Para Jorge Vindas, quien realizó parte del trabajo de campo sobre el estudio de longevidad, una de las explicaciones de este fenómeno es que la familia de esta mujer tuvo hijos a edades muy tempranas. Por ejemplo, Panchita fue madre a los 16 años, su tataranieta a los 13, y su tataratataranieta a los 17.
Sin embargo, las ganas de vivir de esta guanacasteca, así como su fe inquebrantable, son características que comparte con otros centenarios en distintas zonas azules.

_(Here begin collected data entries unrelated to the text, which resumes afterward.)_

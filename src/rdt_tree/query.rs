//! Recursive, pruning queries over an [`RdtTree`].
//!
//! All queries share one pattern: a node is skipped when the bounds derived from its
//! box and angular radius prove that no point below it can satisfy the predicate;
//! leaves are scanned against the exact predicate. The pruning tests add a tiny
//! slack so that floating-point rounding can never discard a true match, which keeps
//! every query exactly equivalent to an exhaustive scan.

use log::warn;
use serde::{Deserialize, Serialize};

use super::{NodeKind, RdtNode, RdtTree};
use crate::{
    constants::{Degree, Hours, ObsIndex, MJD, PRUNE_SLACK},
    conversion::angular_distance,
    observations::Observation,
};

/// Parameters of a moving-point query.
///
/// An observation `Y` matches an anchor `X` when
///
/// ```text
/// t_start ≤ time(Y) ≤ t_end
/// v_min·|Δt| − thresh ≤ dist(X, Y) ≤ v_max·|Δt| + thresh,   Δt = time(Y) − time(X)
/// ```
///
/// with velocities in degrees/day and `thresh` in degrees.
#[derive(Debug, Clone, Copy, PartialEq, Serialize, Deserialize)]
pub struct MovingPointQuery {
    pub t_start: MJD,
    pub t_end: MJD,
    pub v_min: f64,
    pub v_max: f64,
    pub thresh: Degree,
}

impl MovingPointQuery {
    /// Exact predicate, shared by leaf scans and brute-force oracles.
    #[inline]
    pub fn matches(&self, anchor: &Observation, y: &Observation) -> bool {
        if y.time < self.t_start || y.time > self.t_end {
            return false;
        }
        let dt = (y.time - anchor.time).abs();
        let d = anchor.distance_to(y);
        d >= self.v_min * dt - self.thresh && d <= self.v_max * dt + self.thresh
    }

    fn may_contain(&self, node: &RdtNode, anchor: &Observation) -> bool {
        if node.num_points == 0 {
            return false;
        }
        let Some((dt_min, dt_max)) = node.time_gap(anchor.time, self.t_start, self.t_end) else {
            return false;
        };
        let (d_lo, d_hi) = node.distance_bounds(anchor.ra, anchor.dec);
        if d_lo > self.v_max * dt_max + self.thresh + PRUNE_SLACK {
            return false;
        }
        if d_hi < self.v_min * dt_min - self.thresh - PRUNE_SLACK {
            return false;
        }
        true
    }
}

/// Bounded list of the best hits seen so far, kept sorted by distance.
#[derive(Debug)]
struct TopHits {
    max_length: usize,
    hits: Vec<(Degree, ObsIndex)>,
}

impl TopHits {
    fn new(max_length: usize) -> Self {
        TopHits {
            max_length,
            hits: Vec::with_capacity(max_length + 1),
        }
    }

    /// Distance a candidate must beat to enter the list.
    fn worst(&self) -> Degree {
        if self.hits.len() < self.max_length {
            f64::INFINITY
        } else {
            self.hits[self.hits.len() - 1].0
        }
    }

    fn try_add(&mut self, distance: Degree, index: ObsIndex) {
        if distance >= self.worst() {
            return;
        }
        let at = self
            .hits
            .partition_point(|&(d, i)| (d, i) <= (distance, index));
        self.hits.insert(at, (distance, index));
        self.hits.truncate(self.max_length);
    }
}

impl<'a> RdtTree<'a> {
    /// Find every observation reachable from `anchor` within the velocity envelope.
    ///
    /// Arguments
    /// ---------
    /// * `anchor`: the query point; it does not need to belong to the store
    /// * `query`: time window, angular-velocity envelope and positional slack
    ///
    /// Return
    /// ------
    /// * matching indices in ascending order
    ///
    /// Notes
    /// -----
    /// * An anchor whose own epoch lies inside `[t_start, t_end]` makes self-matches
    ///   ambiguous; this is flagged with `log::warn!` but the query still runs.
    pub fn moving_point_query(
        &self,
        anchor: &Observation,
        query: &MovingPointQuery,
    ) -> Vec<ObsIndex> {
        if query.t_start <= anchor.time && anchor.time <= query.t_end {
            warn!(
                "moving-point query anchor epoch {} lies inside its own window [{}, {}]",
                anchor.time, query.t_start, query.t_end
            );
        }

        let mut out = Vec::new();
        self.moving_point_rec(&self.root, anchor, query, &mut out);
        out.sort_unstable();
        out
    }

    fn moving_point_rec(
        &self,
        node: &RdtNode,
        anchor: &Observation,
        query: &MovingPointQuery,
        out: &mut Vec<ObsIndex>,
    ) {
        if !query.may_contain(node, anchor) {
            return;
        }
        match &node.kind {
            NodeKind::Leaf(ids) => out.extend(
                ids.iter()
                    .copied()
                    .filter(|&i| query.matches(anchor, self.store.obs(i))),
            ),
            NodeKind::Internal { left, right, .. } => {
                self.moving_point_rec(left, anchor, query, out);
                self.moving_point_rec(right, anchor, query, out);
            }
        }
    }

    /// Find every observation within `radius` degrees of `(ra, dec)`.
    ///
    /// Arguments
    /// ---------
    /// * `ra`, `dec`: query position (hours, degrees)
    /// * `radius`: angular radius (degrees), inclusive
    /// * `time_window`: optional inclusive `(t_start, t_end)` restriction
    ///
    /// Return
    /// ------
    /// * matching indices in ascending order
    pub fn range_query(
        &self,
        ra: Hours,
        dec: Degree,
        radius: Degree,
        time_window: Option<(MJD, MJD)>,
    ) -> Vec<ObsIndex> {
        let (t_start, t_end) = time_window.unwrap_or((f64::NEG_INFINITY, f64::INFINITY));
        let mut out = Vec::new();
        let mut stack = vec![&self.root];

        while let Some(node) = stack.pop() {
            if node.num_points == 0 || node.time_gap(0.0, t_start, t_end).is_none() {
                continue;
            }
            if node.distance_bounds(ra, dec).0 > radius + PRUNE_SLACK {
                continue;
            }
            match &node.kind {
                NodeKind::Leaf(ids) => out.extend(ids.iter().copied().filter(|&i| {
                    let o = self.store.obs(i);
                    o.time >= t_start
                        && o.time <= t_end
                        && angular_distance(ra, dec, o.ra, o.dec) <= radius
                })),
                NodeKind::Internal { left, right, .. } => {
                    stack.push(right);
                    stack.push(left);
                }
            }
        }
        out.sort_unstable();
        out
    }

    /// Closest observation to `(ra, dec)`.
    ///
    /// Arguments
    /// ---------
    /// * `ra`, `dec`: query position (hours, degrees)
    /// * `exclude`: an index to skip, typically the query point itself
    /// * `time_window`: optional inclusive `(t_start, t_end)` restriction
    ///
    /// Return
    /// ------
    /// * `(index, distance_deg)`, or `None` if no observation qualifies
    pub fn nearest_neighbor(
        &self,
        ra: Hours,
        dec: Degree,
        exclude: Option<ObsIndex>,
        time_window: Option<(MJD, MJD)>,
    ) -> Option<(ObsIndex, Degree)> {
        self.k_nearest(ra, dec, 1, exclude, time_window).into_iter().next()
    }

    /// The `k` closest observations to `(ra, dec)`, nearest first.
    ///
    /// Ties in distance are broken by ascending index. The child whose lower distance
    /// bound is smaller is explored first, which tightens the live bound early; the
    /// ordering affects only how much is pruned, never the answer.
    pub fn k_nearest(
        &self,
        ra: Hours,
        dec: Degree,
        k: usize,
        exclude: Option<ObsIndex>,
        time_window: Option<(MJD, MJD)>,
    ) -> Vec<(ObsIndex, Degree)> {
        if k == 0 {
            return Vec::new();
        }
        let window = time_window.unwrap_or((f64::NEG_INFINITY, f64::INFINITY));
        let mut hits = TopHits::new(k);
        self.nearest_rec(&self.root, ra, dec, exclude, window, &mut hits);
        hits.hits.into_iter().map(|(d, i)| (i, d)).collect()
    }

    fn nearest_rec(
        &self,
        node: &RdtNode,
        ra: Hours,
        dec: Degree,
        exclude: Option<ObsIndex>,
        window: (MJD, MJD),
        hits: &mut TopHits,
    ) {
        if node.num_points == 0 || node.time_gap(0.0, window.0, window.1).is_none() {
            return;
        }
        if node.distance_bounds(ra, dec).0 > hits.worst() + PRUNE_SLACK {
            return;
        }
        match &node.kind {
            NodeKind::Leaf(ids) => {
                for &i in ids {
                    if Some(i) == exclude {
                        continue;
                    }
                    let o = self.store.obs(i);
                    if o.time < window.0 || o.time > window.1 {
                        continue;
                    }
                    hits.try_add(angular_distance(ra, dec, o.ra, o.dec), i);
                }
            }
            NodeKind::Internal { left, right, .. } => {
                let bl = left.distance_bounds(ra, dec).0;
                let br = right.distance_bounds(ra, dec).0;
                let (first, second) = if bl <= br { (left, right) } else { (right, left) };
                self.nearest_rec(first, ra, dec, exclude, window, hits);
                self.nearest_rec(second, ra, dec, exclude, window, hits);
            }
        }
    }
}
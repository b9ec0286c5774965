//! # RDT-tree: spatial-temporal index over observations
//!
//! A balanced binary space-partitioning tree keyed on `(time, RA, DEC, brightness)`.
//! Every node stores its axis-aligned box and an angular **radius** around the box's
//! sky midpoint (exact, computed by a linear scan at construction), which is what
//! the angular queries prune on.
//!
//! Construction
//! -----------------
//! * A subset becomes a leaf when it holds at most `max_leaf_size` points or when its
//!   total normalized width collapses below `1e-10` (coincident points).
//! * Otherwise the split axis is the largest of the time, RA and DEC half-widths, each
//!   normalized by a global scale (root time half-width, root angular radius; RA measured
//!   on the sky with `15·cos(DEC)`). Brightness is never split on.
//! * `force_time_split` splits on time first, down to single epochs.
//! * Points are partitioned around the midpoint of the split axis.
//!
//! The tree borrows the [`ObservationStore`] it was built over, so the store is
//! guaranteed to outlive the index; the index itself is immutable after construction
//! and is rebuilt from scratch for every search episode.
//!
//! Queries
//! -----------------
//! * [`RdtTree::moving_point_query`] – every observation reachable from an anchor within
//!   an angular-velocity envelope over a time window,
//! * [`RdtTree::range_query`] – fixed angular radius, optional time window,
//! * [`RdtTree::nearest_neighbor`] / [`RdtTree::k_nearest`] – best-bound-first search.

pub mod node;
pub mod query;

pub use node::{NodeKind, RdtNode};
pub use query::MovingPointQuery;

use serde::{Deserialize, Serialize};

use crate::{constants::ObsIndex, observations::ObservationStore};
use node::{Bounds, Scales, TIME};

/// Construction parameters of an [`RdtTree`].
#[derive(Debug, Clone, Copy, PartialEq, Serialize, Deserialize)]
pub struct RdtTreeParams {
    /// Maximum number of points a leaf may hold (values below 1 behave as 1).
    pub max_leaf_size: usize,
    /// Split on time before any angular axis.
    pub force_time_split: bool,
}

impl Default for RdtTreeParams {
    fn default() -> Self {
        RdtTreeParams {
            max_leaf_size: 10,
            force_time_split: false,
        }
    }
}

impl RdtTreeParams {
    pub fn new(max_leaf_size: usize, force_time_split: bool) -> Self {
        RdtTreeParams {
            max_leaf_size,
            force_time_split,
        }
    }
}

#[derive(Debug)]
pub struct RdtTree<'a> {
    store: &'a ObservationStore,
    root: RdtNode,
    params: RdtTreeParams,
}

impl<'a> RdtTree<'a> {
    /// Build a tree over a snapshot of the store.
    ///
    /// Arguments
    /// ---------
    /// * `store`: the observations; borrowed for the lifetime of the tree
    /// * `subset`: indices to index, or `None` for every live observation
    /// * `params`: leaf size and time-split policy
    ///
    /// Return
    /// ------
    /// * the tree; an empty subset yields a single empty leaf
    ///
    /// # Panics
    ///
    /// Panics if `subset` names a removed or out-of-range observation.
    pub fn build(
        store: &'a ObservationStore,
        subset: Option<&[ObsIndex]>,
        params: RdtTreeParams,
    ) -> Self {
        let indices = match subset {
            Some(s) => s.to_vec(),
            None => store.live_indices(),
        };
        let root_bounds = Bounds::of(store, &indices);
        let scales = Scales::from_root(&root_bounds);
        let params = RdtTreeParams {
            max_leaf_size: params.max_leaf_size.max(1),
            ..params
        };
        let root = build_node(store, indices, root_bounds, &scales, &params);

        RdtTree {
            store,
            root,
            params,
        }
    }

    #[inline]
    pub fn store(&self) -> &'a ObservationStore {
        self.store
    }

    #[inline]
    pub fn root(&self) -> &RdtNode {
        &self.root
    }

    pub fn params(&self) -> &RdtTreeParams {
        &self.params
    }

    pub fn num_points(&self) -> usize {
        self.root.num_points
    }

    pub fn is_empty(&self) -> bool {
        self.root.num_points == 0
    }

    /// Index lists of every leaf, left to right.
    pub fn leaf_sets(&self) -> Vec<&[ObsIndex]> {
        let mut out = Vec::new();
        let mut stack = vec![&self.root];
        while let Some(node) = stack.pop() {
            match &node.kind {
                NodeKind::Leaf(ids) => out.push(ids.as_slice()),
                NodeKind::Internal { left, right, .. } => {
                    stack.push(right);
                    stack.push(left);
                }
            }
        }
        out
    }

    pub fn num_nodes(&self) -> usize {
        fn count(node: &RdtNode) -> usize {
            match &node.kind {
                NodeKind::Leaf(_) => 1,
                NodeKind::Internal { left, right, .. } => 1 + count(left) + count(right),
            }
        }
        count(&self.root)
    }

    /// Number of levels, a single leaf counting as one.
    pub fn depth(&self) -> usize {
        fn depth(node: &RdtNode) -> usize {
            match &node.kind {
                NodeKind::Leaf(_) => 1,
                NodeKind::Internal { left, right, .. } => 1 + depth(left).max(depth(right)),
            }
        }
        depth(&self.root)
    }
}

fn build_node(
    store: &ObservationStore,
    indices: Vec<ObsIndex>,
    bounds: Bounds,
    scales: &Scales,
    params: &RdtTreeParams,
) -> RdtNode {
    if indices.len() <= params.max_leaf_size {
        return RdtNode::leaf(bounds, indices);
    }
    let widths = bounds.normalized_half_widths(scales);
    if widths.iter().sum::<f64>() < 1e-10 {
        return RdtNode::leaf(bounds, indices);
    }

    let split_axis = if params.force_time_split && widths[TIME] > 1e-10 {
        TIME
    } else {
        // axes 0..3 of the box are time, RA, DEC; brightness is never a candidate
        (0..3)
            .max_by(|&a, &b| widths[a].total_cmp(&widths[b]))
            .unwrap_or(TIME)
    };
    let split_value = 0.5 * (bounds.lo[split_axis] + bounds.hi[split_axis]);

    let (left_ids, right_ids): (Vec<ObsIndex>, Vec<ObsIndex>) = indices
        .into_iter()
        .partition(|&i| axis_value(store, i, split_axis) <= split_value);

    // a midpoint that rounds onto the upper bound cannot separate the points
    if left_ids.is_empty() {
        return RdtNode::leaf(bounds, right_ids);
    }
    if right_ids.is_empty() {
        return RdtNode::leaf(bounds, left_ids);
    }

    let left_bounds = Bounds::of(store, &left_ids);
    let right_bounds = Bounds::of(store, &right_ids);
    let left = build_node(store, left_ids, left_bounds, scales, params);
    let right = build_node(store, right_ids, right_bounds, scales, params);

    RdtNode {
        lo: bounds.lo,
        hi: bounds.hi,
        center: bounds.center,
        radius: bounds.radius,
        num_points: left.num_points + right.num_points,
        kind: NodeKind::Internal {
            split_axis,
            split_value,
            left: Box::new(left),
            right: Box::new(right),
        },
    }
}

#[inline]
fn axis_value(store: &ObservationStore, index: ObsIndex, axis: usize) -> f64 {
    let o = store.obs(index);
    match axis {
        node::TIME => o.time,
        node::RA => o.ra,
        node::DEC => o.dec,
        _ => o.brightness,
    }
}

“Dios es el que me da todo y el que me ha quitado lo que me tiene que quitar”, exclamó.
“¿Panchita, le gustaría llegar a los 110?”, le pregunté .
Ella miró fijamente y rió.
“¿Cumplir 110 años? Solo Dios sabe, pero ya llevo aquí 107. Es algo que da Dios. A mí, Él me tiene a esta edad, y solo Él sabe si llegaré a más. No hay secretos; si Dios quiere que usted llegue a los 100, llega, si no, se muere antes”, sentenció.
Consejos. Mientras cargaba a Angelí, le pregunté. “¿Qué consejos le daría a ella para llegar a su edad?”
“Es que ella no me ha pedido nada todavía”, aseveró.
“¿Y si se lo pidiera?” No respondió directamente, pero explicó las razones por las cuales nunca se casó o se juntó.
“En mi época había muchas mujeres a las que les pegaban. Yo no quería eso. Una vez me pegaron; dos, no. Yo no me iba a dejar; por eso, no me casé ni me junté. Tuve mis hijos, pero cuando yo quise tenerlos y ya”, manifestó.
“Había muchas amigas que seguían al lado de esas personas, y yo no entendía, es como si ellas pidieran (se agacha) ‘pégueme, pégueme, está bien, deme’. Yo no entendía eso. Eso es no quererse”.
“¿Qué otro consejo le daría a Angelí?”, insistí.
“Que quiera y cuide mucho a su papá y a su mamá. Y que le pida mucho a Dios. Dios es el que la va a sostener siempre”.
“¿Y usted tiene todavía a su papá y a su mamá?”, me preguntó.
“Sí”, le respondí.
“Entonces, cuídelos; Dios se los dio para eso”.
Pronto llegó el momento de despedirse de aquella casa de madera llena de imágenes y adornada con todo tipo de oraciones.
“Le voy a dar la bendición, hínquese”, me dijo con voz fuerte y haciendo énfasis en cada palabra.
Me arrodillé y profirió la misma bendición que utiliza con su familia y con cada visitante. Era una bendición larga, de más de medio minuto, y no trastabilló ni una sola vez ni hizo pausas.
“Ahora sí, persígnese”, me dijo al finalizar. Antes de irme le pregunté si usaría esa misma bendición con Angelí. “Sí, hasta que Dios me deje hacerlo”, concluyó.